● **What to produce**
Where a line contains the word "impl", copy that line from the records below.
[[ Provided data, beginning ]]
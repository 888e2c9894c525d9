//! The package facade (C7): holds a parsed directory, resolves
//! continuation-part paths, and performs random-access single-file
//! extraction.

use std::fs::{self, File};
use std::io::{Read, Seek, SeekFrom};
use std::path::{Path, PathBuf};

use crate::detect::{detect, DetectionResult};
use crate::entry::FileEntry;
use crate::error::{Error, Result};
use crate::lz4;
use crate::versions;

/// A parsed archive directory. Owns the directory, not the file contents:
/// [`Package::extract`] re-opens the relevant part file on every call, so a
/// `Package` can be shared across threads for read-only inspection.
#[derive(Debug, Clone)]
pub struct Package {
    pub version: u32,
    pub files: Vec<FileEntry>,
    pub path: PathBuf,
    pub flags: u32,
}

impl Package {
    /// Opens `path`, detects its version, and parses its directory.
    pub fn read(path: impl AsRef<Path>) -> Result<Self> {
        let path = path.as_ref();
        let mut file = File::open(path)?;

        match detect(&mut file, Some(path))? {
            DetectionResult::Valid { version, .. } => {
                let directory = versions::read_directory(version, &mut file, path)?;
                Ok(Self {
                    version: directory.version,
                    files: directory.files,
                    path: path.to_path_buf(),
                    flags: directory.flags,
                })
            }
            DetectionResult::Continuation {
                parent_path,
                part_number,
            } => Err(Error::IsContinuation {
                path: path.to_path_buf(),
                parent_path,
                part_number,
            }),
            DetectionResult::Invalid => Err(Error::InvalidSignature),
        }
    }

    /// Looks up a directory entry by its archive-relative name.
    #[must_use]
    pub fn find(&self, name: &str) -> Option<&FileEntry> {
        self.files.iter().find(|entry| entry.name == name)
    }

    /// Extracts the named entry's payload.
    pub fn extract(&self, name: &str) -> Result<Vec<u8>> {
        let entry = self
            .find(name)
            .ok_or_else(|| Error::FileNotFound(name.to_owned()))?;
        self.extract_entry(entry)
    }

    /// Extracts a specific entry's payload, decompressing it if needed.
    ///
    /// Zero-size entries short-circuit before touching the LZ4 codec, so
    /// empty files never even open their part's data section.
    pub fn extract_entry(&self, entry: &FileEntry) -> Result<Vec<u8>> {
        if entry.size_on_disk == 0 {
            return Ok(Vec::new());
        }

        let part_path = self.part_path(entry.archive_part)?;
        let mut part_file = File::open(&part_path)?;
        part_file.seek(SeekFrom::Start(entry.offset))?;

        let mut raw = vec![0u8; entry.size_on_disk as usize];
        part_file.read_exact(&mut raw)?;

        if entry.is_compressed() {
            lz4::decode(&raw, entry.decoded_len() as usize, &entry.name)
        } else {
            Ok(raw)
        }
    }

    /// Extracts every entry into `dir`, recreating the archive's relative
    /// directory structure.
    pub fn extract_all(&self, dir: impl AsRef<Path>) -> Result<()> {
        let dir = dir.as_ref();
        for entry in &self.files {
            let data = self.extract_entry(entry)?;
            let out_path = dir.join(&entry.name);
            if let Some(parent) = out_path.parent() {
                fs::create_dir_all(parent)?;
            }
            fs::write(out_path, data)?;
        }
        Ok(())
    }

    /// Resolves the on-disk path of the part file holding `archive_part`.
    ///
    /// Part 0 is always `self.path` itself; part K>0 is the sibling
    /// `<stem>_<K>.<ext>` next to it.
    fn part_path(&self, archive_part: u32) -> Result<PathBuf> {
        if archive_part == 0 {
            return Ok(self.path.clone());
        }

        let stem = self
            .path
            .file_stem()
            .map(|s| s.to_string_lossy().into_owned())
            .unwrap_or_default();
        let ext = self.path.extension().map(|e| e.to_string_lossy().into_owned());
        let file_name = match ext {
            Some(ext) => format!("{stem}_{archive_part}.{ext}"),
            None => format!("{stem}_{archive_part}"),
        };
        let candidate = self
            .path
            .parent()
            .unwrap_or_else(|| Path::new(""))
            .join(file_name);

        if candidate.exists() {
            Ok(candidate)
        } else {
            Err(Error::MissingPart {
                base: self.path.clone(),
                part: archive_part,
            })
        }
    }
}
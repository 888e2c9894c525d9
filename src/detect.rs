//! Version detection and multi-part continuation resolution (C4).
//!
//! `detect` classifies a byte stream as a valid archive of some version, a
//! continuation part of another archive, or invalid, using at most a
//! handful of fixed-offset reads -- never a scan proportional to file size.

use std::io::{Read, Seek, SeekFrom};
use std::path::{Path, PathBuf};

use once_cell::sync::Lazy;
use regex::Regex;

use crate::error::Result;
use crate::versions;

/// Where the `LSPK` signature was found, if at all.
#[derive(Debug, Clone, Copy, PartialEq, Eq)]
pub enum SignatureLocation {
    /// Header-based formats (V10, V15, V16, V18): signature at offset 0.
    Start,
    /// Footer-based formats (V13): signature at the very end of the file.
    End,
    /// Legacy formats (V7, V9) that carry no signature at all.
    None,
}

/// Outcome of probing a byte stream for an LSPK archive.
#[derive(Debug, Clone, PartialEq, Eq)]
pub enum DetectionResult {
    /// A directly-readable archive of the given version.
    Valid {
        version: u32,
        signature_location: SignatureLocation,
    },
    /// A part file that only makes sense opened through its parent.
    Continuation {
        parent_path: PathBuf,
        part_number: u32,
    },
    /// Neither of the above.
    Invalid,
}

static CONTINUATION_NAME: Lazy<Regex> =
    Lazy::new(|| Regex::new(r"(?i)^(.+)_(\d+)\.pak$").expect("static pattern is valid"));

const MAGIC: &[u8; 4] = b"LSPK";

/// Probes `stream` for a recognisable LSPK archive, consulting `path_hint`
/// only to resolve multi-part continuations (step 4 of the algorithm
/// below). Performs O(1) I/O beyond the one directory read needed to
/// confirm a continuation.
///
/// Probe order, exactly as specified:
/// 1. Footer signature (V13) -- last 4 bytes == `LSPK`.
/// 2. Header signature (V10/V15/V16/V18) -- first 4 bytes == `LSPK`.
/// 3. Legacy version word (V7/V9) -- first 4 bytes == 7 or 9.
/// 4. Continuation naming convention, verified against the parent's directory.
/// 5. Otherwise invalid.
pub fn detect<S: Read + Seek>(stream: &mut S, path_hint: Option<&Path>) -> Result<DetectionResult> {
    let len = stream.seek(SeekFrom::End(0))?;

    if len >= 8 {
        stream.seek(SeekFrom::End(-8))?;
        let mut tail = [0u8; 8];
        stream.read_exact(&mut tail)?;
        if &tail[4..8] == MAGIC {
            let header_size = u32::from_le_bytes(tail[0..4].try_into().unwrap());
            let footer_start = len.saturating_sub(u64::from(header_size));
            stream.seek(SeekFrom::Start(footer_start))?;
            let mut version_bytes = [0u8; 4];
            stream.read_exact(&mut version_bytes)?;
            let version = u32::from_le_bytes(version_bytes);
            return Ok(DetectionResult::Valid {
                version,
                signature_location: SignatureLocation::End,
            });
        }
    }

    if len >= 8 {
        stream.seek(SeekFrom::Start(0))?;
        let mut head = [0u8; 8];
        stream.read_exact(&mut head)?;
        if &head[0..4] == MAGIC {
            let version = u32::from_le_bytes(head[4..8].try_into().unwrap());
            return Ok(DetectionResult::Valid {
                version,
                signature_location: SignatureLocation::Start,
            });
        }
    }

    if len >= 4 {
        stream.seek(SeekFrom::Start(0))?;
        let mut word = [0u8; 4];
        stream.read_exact(&mut word)?;
        let value = u32::from_le_bytes(word);
        if value == 7 || value == 9 {
            return Ok(DetectionResult::Valid {
                version: value,
                signature_location: SignatureLocation::None,
            });
        }
    }

    if let Some(path) = path_hint {
        if let Some(result) = detect_continuation(path)? {
            return Ok(result);
        }
    }

    Ok(DetectionResult::Invalid)
}

fn detect_continuation(path: &Path) -> Result<Option<DetectionResult>> {
    let Some(file_name) = path.file_name().and_then(|n| n.to_str()) else {
        return Ok(None);
    };
    let Some(captures) = CONTINUATION_NAME.captures(file_name) else {
        return Ok(None);
    };
    let stem = &captures[1];
    let Ok(part_number) = captures[2].parse::<u32>() else {
        return Ok(None);
    };

    let parent_path = path
        .parent()
        .unwrap_or_else(|| Path::new(""))
        .join(format!("{stem}.pak"));

    let Ok(mut parent_file) = std::fs::File::open(&parent_path) else {
        return Ok(None);
    };

    let parent_detection = detect(&mut parent_file, Some(&parent_path))?;
    let DetectionResult::Valid { version, .. } = parent_detection else {
        return Ok(None);
    };

    let directory = versions::read_directory(version, &mut parent_file, &parent_path)?;
    let has_part = directory
        .files
        .iter()
        .any(|entry| entry.archive_part == part_number);

    if has_part {
        Ok(Some(DetectionResult::Continuation {
            parent_path,
            part_number,
        }))
    } else {
        Ok(None)
    }
}

#[cfg(test)]
mod tests {
    use super::*;
    use std::io::Cursor;

    #[test]
    fn rejects_arbitrary_binary() {
        let mut data = Cursor::new(vec![0xAAu8; 64]);
        assert_eq!(detect(&mut data, None).unwrap(), DetectionResult::Invalid);
    }

    #[test]
    fn detects_legacy_version_word() {
        let mut bytes = 9u32.to_le_bytes().to_vec();
        bytes.extend_from_slice(&[0u8; 64]);
        let mut data = Cursor::new(bytes);
        assert_eq!(
            detect(&mut data, None).unwrap(),
            DetectionResult::Valid {
                version: 9,
                signature_location: SignatureLocation::None,
            }
        );
    }

    #[test]
    fn detects_header_signature() {
        let mut bytes = Vec::new();
        bytes.extend_from_slice(MAGIC);
        bytes.extend_from_slice(&18u32.to_le_bytes());
        bytes.extend_from_slice(&[0u8; 32]);
        let mut data = Cursor::new(bytes);
        assert_eq!(
            detect(&mut data, None).unwrap(),
            DetectionResult::Valid {
                version: 18,
                signature_location: SignatureLocation::Start,
            }
        );
    }

    #[test]
    fn detects_footer_signature() {
        let mut bytes = vec![0u8; 13];
        let header_start = bytes.len() as u32;
        bytes.extend_from_slice(&13u32.to_le_bytes()); // version, at footer_start
        bytes.extend_from_slice(&[0u8; 28]); // rest of the 32-byte header
        let header_size = bytes.len() as u32 - header_start;
        bytes.extend_from_slice(&header_size.to_le_bytes());
        bytes.extend_from_slice(MAGIC);
        let mut data = Cursor::new(bytes);
        assert_eq!(
            detect(&mut data, None).unwrap(),
            DetectionResult::Valid {
                version: 13,
                signature_location: SignatureLocation::End,
            }
        );
    }
}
[[ Provided data, end ]]
● **Reply to the task**
impl Package {
    pub fn read(path: impl AsRef<Path>) -> Result<Self> {
    pub fn extract_all(&self, dir: impl AsRef<Path>) -> Result<()> {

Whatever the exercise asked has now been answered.